A half-gigawatt floating solar and wind plant off Italy aims to prove the two technologies can work at scale in hybrid to deliver huge amounts of green power, said the project partners.

Dutch-Norwegian floating PV pioneer SolarDuck will team with Italian developer New Developments and Green Arrow Capital to advance the 540MW Corigliano project in the Gulf of Taranto off Calabria.

The plant – which the partners hope to get into service as soon as 2028 – will combine 120MW of SolarDuck’s floating solar modules with 28 floating turbines to add a further 420MW. The PV element will pump out some 160GWh a year, it's claimed.

The scale of the offshore solar element marks a big step-up in ambitions for a sector that is already planning deployments in the North Sea and in Asia. SolarDuck itself in 2022 claimed a new benchmark for the sector with plans for a 5MW demonstrator off the Netherlands.

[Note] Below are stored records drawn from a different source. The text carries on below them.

//! Simulated PCBA test bench built on [Tokio](https://docs.rs/tokio):
//! a Modbus RTU PLC simulator, a Modbus RTU test client, SCPI instrument
//! drivers and an engine that runs ordered test sequences against them.
//!
//! # Features
//!
//! * Panic-free RTU parsing with CRC16/MODBUS checking
//! * Simulated PLC register space with live sensor drift
//! * Test client that records every exchange as a [`client::ModbusTestResult`]
//! * Multimeter and power supply drivers over serial or TCP
//! * Sequence execution with progress callbacks and cooperative cancellation
//!
//! # Supported Functions
//!
//! * Read Coils
//! * Read Discrete Inputs
//! * Read Holding Registers
//! * Read Input Registers
//! * Write Single Coil
//! * Write Single Register
//!
//! # Example
//!
//! Run the simulator and the client suite over an in-process loopback
//!
//! ```no_run
//! use benchbus::prelude::*;
//!
//! #[tokio::main]
//! async fn main() -> Result<(), Box<dyn std::error::Error>> {
//!     let (client_phys, server_phys) = benchbus::loopback_pair();
//!
//!     let simulator = spawn_simulator(
//!         server_phys,
//!         SimulatorConfig::new(1),
//!         RegisterSpace::pcba_fixture().into_shared(),
//!     );
//!
//!     let mut client = TestClient::loopback(client_phys, ClientConfig::new(1));
//!     client.connect()?;
//!
//!     let report = client.run_comprehensive_test_suite().await;
//!     println!(
//!         "{}/{} passed",
//!         report.summary.passed, report.summary.total
//!     );
//!
//!     simulator.shutdown().await;
//!     Ok(())
//! }
//! ```

/// Modbus RTU test client
pub mod client;
/// instrument transports, drivers and the equipment registry
pub mod hal;
/// test sequences and the execution engine
pub mod sequence;
/// PLC simulator
pub mod server;

mod common;
mod constants;
mod decode;
mod error;
mod exception;
mod serial;
mod types;

/// prelude that can be used to include all of the API types
pub mod prelude;

pub use crate::common::frame::{crc16, encode_request, exception_response, verify, Frame};
pub use crate::common::function::FunctionCode;
pub use crate::common::phys::PhysLayer;
pub use crate::decode::*;
pub use crate::error::*;
pub use crate::exception::*;
pub use crate::serial::{DataBits, Parity, SerialSettings, StopBits};
pub use crate::types::*;

/// Create a connected pair of in-process byte channels, one for a
/// [`client::TestClient`] and one for the simulator
pub fn loopback_pair() -> (PhysLayer, PhysLayer) {
    PhysLayer::loopback_pair()
}
use std::sync::Arc;

use crate::exception::ExceptionCode;
use crate::types::{AddressRange, Indexed};

/// Number of cells in each of the four tables of the default space
pub const DEFAULT_SPACE_SIZE: usize = 1000;

/// Addresses of the named points of the PCBA test fixture
///
/// Rail voltages are in mV, currents in mA, temperatures in tenths of a degree Celsius.
pub mod map {
    /// input registers
    pub mod input {
        /// 3.3 V rail (mV)
        pub const RAIL_3V3: u16 = 0;
        /// 5 V rail (mV)
        pub const RAIL_5V: u16 = 1;
        /// 1.2 V rail (mV)
        pub const RAIL_1V2: u16 = 2;
        /// 2.5 V reference (mV)
        pub const REF_2V5: u16 = 3;
        /// 1.8 V rail (mV)
        pub const RAIL_1V8: u16 = 4;
        /// total board current (mA)
        pub const CURRENT_TOTAL: u16 = 10;
        /// digital section current (mA)
        pub const CURRENT_DIGITAL: u16 = 11;
        /// analog section current (mA)
        pub const CURRENT_ANALOG: u16 = 12;
        /// ambient temperature (0.1 °C)
        pub const TEMP_AMBIENT: u16 = 20;
        /// hot spot temperature (0.1 °C)
        pub const TEMP_HOTSPOT: u16 = 21;
    }

    /// coils
    pub mod coil {
        /// system ready
        pub const SYSTEM_READY: u16 = 0;
        /// test in progress, toggled by the drift loop
        pub const TEST_IN_PROGRESS: u16 = 1;
        /// power good
        pub const POWER_GOOD: u16 = 2;
        /// alarm active
        pub const ALARM: u16 = 3;
        /// bench power supply output enabled
        pub const PSU_OUTPUT: u16 = 10;
    }

    /// discrete inputs
    pub mod discrete {
        /// DUT powered
        pub const DUT_POWER_ON: u16 = 0;
        /// DUT in test mode
        pub const DUT_TEST_MODE: u16 = 1;
        /// DUT ready
        pub const DUT_READY: u16 = 2;
    }

    /// holding registers
    pub mod holding {
        /// test mode, 1 = auto, 2 = manual
        pub const TEST_MODE: u16 = 0;
        /// current test sequence step
        pub const SEQUENCE_STEP: u16 = 1;
        /// test timeout (s)
        pub const TEST_TIMEOUT: u16 = 2;
        /// bench power supply voltage setpoint (mV)
        pub const PSU_VOLTAGE: u16 = 10;
        /// bench power supply current limit (mA)
        pub const PSU_CURRENT_LIMIT: u16 = 11;
        /// resistance seen by the bench multimeter (Ω)
        pub const DUT_RESISTANCE: u16 = 12;
        /// input register the bench multimeter voltage probe is attached to
        pub const DMM_PROBE: u16 = 13;
    }
}

/// Simulated PLC memory: four independently addressed tables of typed cells
#[derive(Clone, Debug, PartialEq, Eq)]
pub struct RegisterSpace {
    coils: Vec<bool>,
    discrete_inputs: Vec<bool>,
    holding_registers: Vec<u16>,
    input_registers: Vec<u16>,
}

/// A [`RegisterSpace`] shared between the I/O loop, the drift loop and the bench instrument
pub type SharedRegisters = Arc<parking_lot::Mutex<RegisterSpace>>;

/// Values of the named fixture points at one instant
#[derive(Clone, Debug, PartialEq)]
#[cfg_attr(feature = "serialization", derive(serde::Serialize))]
pub struct FixtureSnapshot {
    /// 3.3 V rail (mV)
    pub rail_3v3: u16,
    /// 5 V rail (mV)
    pub rail_5v: u16,
    /// 1.2 V rail (mV)
    pub rail_1v2: u16,
    /// total current (mA)
    pub total_current: u16,
    /// digital current (mA)
    pub digital_current: u16,
    /// ambient temperature (°C)
    pub ambient_temperature: f64,
    /// hot spot temperature (°C)
    pub hotspot_temperature: f64,
    /// system ready coil
    pub system_ready: bool,
    /// test in progress coil
    pub test_in_progress: bool,
    /// power good coil
    pub power_good: bool,
}

fn get_range_of<T>(slice: &[T], range: AddressRange) -> Result<&[T], ExceptionCode> {
    slice
        .get(range.to_std_range())
        .ok_or(ExceptionCode::IllegalDataAddress)
}

fn get_mut_of<T>(slice: &mut [T], address: u16) -> Result<&mut T, ExceptionCode> {
    slice
        .get_mut(address as usize)
        .ok_or(ExceptionCode::IllegalDataAddress)
}

impl Default for RegisterSpace {
    fn default() -> Self {
        Self::new(DEFAULT_SPACE_SIZE)
    }
}

impl RegisterSpace {
    /// all four tables sized `size`, zeroed
    pub fn new(size: usize) -> Self {
        Self::with_sizes(size, size, size, size)
    }

    /// tables with individual sizes, zeroed
    pub fn with_sizes(
        coils: usize,
        discrete_inputs: usize,
        holding_registers: usize,
        input_registers: usize,
    ) -> Self {
        Self {
            coils: vec![false; coils],
            discrete_inputs: vec![false; discrete_inputs],
            holding_registers: vec![0; holding_registers],
            input_registers: vec![0; input_registers],
        }
    }

    /// default-sized space seeded with the PCBA fixture values
    pub fn pcba_fixture() -> Self {
        use map::*;

        let mut space = Self::default();
        for (address, value) in [
            (input::RAIL_3V3, 3300),
            (input::RAIL_5V, 5000),
            (input::RAIL_1V2, 1200),
            (input::REF_2V5, 2500),
            (input::RAIL_1V8, 1800),
            (input::CURRENT_TOTAL, 150),
            (input::CURRENT_DIGITAL, 50),
            (input::CURRENT_ANALOG, 100),
            (input::TEMP_AMBIENT, 250),
            (input::TEMP_HOTSPOT, 350),
        ] {
            space.input_registers[address as usize] = value;
        }
        for (address, value) in [
            (coil::SYSTEM_READY, true),
            (coil::TEST_IN_PROGRESS, false),
            (coil::POWER_GOOD, true),
            (coil::ALARM, false),
        ] {
            space.coils[address as usize] = value;
        }
        for (address, value) in [
            (discrete::DUT_POWER_ON, true),
            (discrete::DUT_TEST_MODE, false),
            (discrete::DUT_READY, true),
        ] {
            space.discrete_inputs[address as usize] = value;
        }
        for (address, value) in [
            (holding::TEST_MODE, 1),
            (holding::SEQUENCE_STEP, 0),
            (holding::TEST_TIMEOUT, 100),
            (holding::DUT_RESISTANCE, 1000),
            (holding::DMM_PROBE, input::RAIL_3V3),
        ] {
            space.holding_registers[address as usize] = value;
        }
        space
    }

    /// wrap in the lock shared by the simulator tasks
    pub fn into_shared(self) -> SharedRegisters {
        Arc::new(parking_lot::Mutex::new(self))
    }

    pub fn read_coils(&self, range: AddressRange) -> Result<&[bool], ExceptionCode> {
        get_range_of(&self.coils, range)
    }

    pub fn read_discrete_inputs(&self, range: AddressRange) -> Result<&[bool], ExceptionCode> {
        get_range_of(&self.discrete_inputs, range)
    }

    pub fn read_holding_registers(&self, range: AddressRange) -> Result<&[u16], ExceptionCode> {
        get_range_of(&self.holding_registers, range)
    }

    pub fn read_input_registers(&self, range: AddressRange) -> Result<&[u16], ExceptionCode> {
        get_range_of(&self.input_registers, range)
    }

    pub fn write_coil(&mut self, value: Indexed<bool>) -> Result<(), ExceptionCode> {
        *get_mut_of(&mut self.coils, value.index)? = value.value;
        Ok(())
    }

    pub fn write_holding_register(&mut self, value: Indexed<u16>) -> Result<(), ExceptionCode> {
        *get_mut_of(&mut self.holding_registers, value.index)? = value.value;
        Ok(())
    }

    /// set a read-only input register from the simulation side
    pub fn set_input_register(&mut self, value: Indexed<u16>) -> Result<(), ExceptionCode> {
        *get_mut_of(&mut self.input_registers, value.index)? = value.value;
        Ok(())
    }

    /// set a read-only discrete input from the simulation side
    pub fn set_discrete_input(&mut self, value: Indexed<bool>) -> Result<(), ExceptionCode> {
        *get_mut_of(&mut self.discrete_inputs, value.index)? = value.value;
        Ok(())
    }

    pub fn coil(&self, address: u16) -> Option<bool> {
        self.coils.get(address as usize).copied()
    }

    pub fn discrete_input(&self, address: u16) -> Option<bool> {
        self.discrete_inputs.get(address as usize).copied()
    }

    pub fn holding_register(&self, address: u16) -> Option<u16> {
        self.holding_registers.get(address as usize).copied()
    }

    pub fn input_register(&self, address: u16) -> Option<u16> {
        self.input_registers.get(address as usize).copied()
    }

    pub fn snapshot(&self) -> FixtureSnapshot {
        use map::*;

        let register = |address| self.input_register(address).unwrap_or_default();
        let flag = |address| self.coil(address).unwrap_or_default();
        FixtureSnapshot {
            rail_3v3: register(input::RAIL_3V3),
            rail_5v: register(input::RAIL_5V),
            rail_1v2: register(input::RAIL_1V2),
            total_current: register(input::CURRENT_TOTAL),
            digital_current: register(input::CURRENT_DIGITAL),
            ambient_temperature: f64::from(register(input::TEMP_AMBIENT)) / 10.0,
            hotspot_temperature: f64::from(register(input::TEMP_HOTSPOT)) / 10.0,
            system_ready: flag(coil::SYSTEM_READY),
            test_in_progress: flag(coil::TEST_IN_PROGRESS),
            power_good: flag(coil::POWER_GOOD),
        }
    }
}

#[cfg(test)]
mod tests {
    use super::*;

    #[test]
    fn fixture_seeds_rails() {
        let space = RegisterSpace::pcba_fixture();
        assert_eq!(
            space.read_input_registers(AddressRange::new(0, 5)).unwrap(),
            &[3300, 5000, 1200, 2500, 1800]
        );
        assert_eq!(
            space.read_coils(AddressRange::new(0, 4)).unwrap(),
            &[true, false, true, false]
        );
        assert_eq!(
            space.read_holding_registers(AddressRange::new(0, 3)).unwrap(),
            &[1, 0, 100]
        );
    }

    #[test]
    fn reads_past_the_end_are_illegal_addresses() {
        let space = RegisterSpace::default();
        assert_eq!(
            space.read_holding_registers(AddressRange::new(995, 10)),
            Err(ExceptionCode::IllegalDataAddress)
        );
        assert_eq!(
            space.read_coils(AddressRange::new(0xFFFF, 0xFFFF)),
            Err(ExceptionCode::IllegalDataAddress)
        );
        assert_eq!(
            space
                .read_input_registers(AddressRange::new(990, 10))
                .unwrap()
                .len(),
            10
        );
    }

    #[test]
    fn writes_are_bounds_checked() {
        let mut space = RegisterSpace::new(10);
        assert!(space.write_coil(Indexed::new(9, true)).is_ok());
        assert_eq!(space.coil(9), Some(true));
        assert_eq!(
            space.write_coil(Indexed::new(10, true)),
            Err(ExceptionCode::IllegalDataAddress)
        );
        assert_eq!(
            space.write_holding_register(Indexed::new(10, 1)),
            Err(ExceptionCode::IllegalDataAddress)
        );
    }

    #[test]
    fn snapshot_scales_temperatures() {
        let snapshot = RegisterSpace::pcba_fixture().snapshot();
        assert_eq!(snapshot.rail_5v, 5000);
        assert_eq!(snapshot.ambient_temperature, 25.0);
        assert_eq!(snapshot.hotspot_temperature, 35.0);
        assert!(snapshot.power_good);
    }
}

Linking offshore wind and floating solar is seen as a potential key addition to the arsenal of generation technologies deployable at sea, replicating efforts to match the complementary nature of turbines and PV modules that is driving hybrid development onshore.

The challenges of installing solar at sea are, however, far greater than the more benign conditions on lakes, reservoirs and inland waterways where the majority of the world’s installed floating solar capacity is located.

A report published in 2022 for Netherlands Enterprise Agency RVO highlighted “significant technological hurdles” for offshore PV, including fouling and degradation of panels, and specific grid integration issues.

SolarDuck CEO Koen Burgers said: “With the current momentum, we believe this is a unique opportunity for the offshore renewable energy industry to help shape a favorable regulatory framework and facilitate the scaling of offshore floating PV. This is not just important for Italy, but also for other countries in the Mediterranean.”

The Corigliano project is currently in the Italian permitting system, along with a raft of giant floating wind projects aiming for deployment off the nation’s coasts.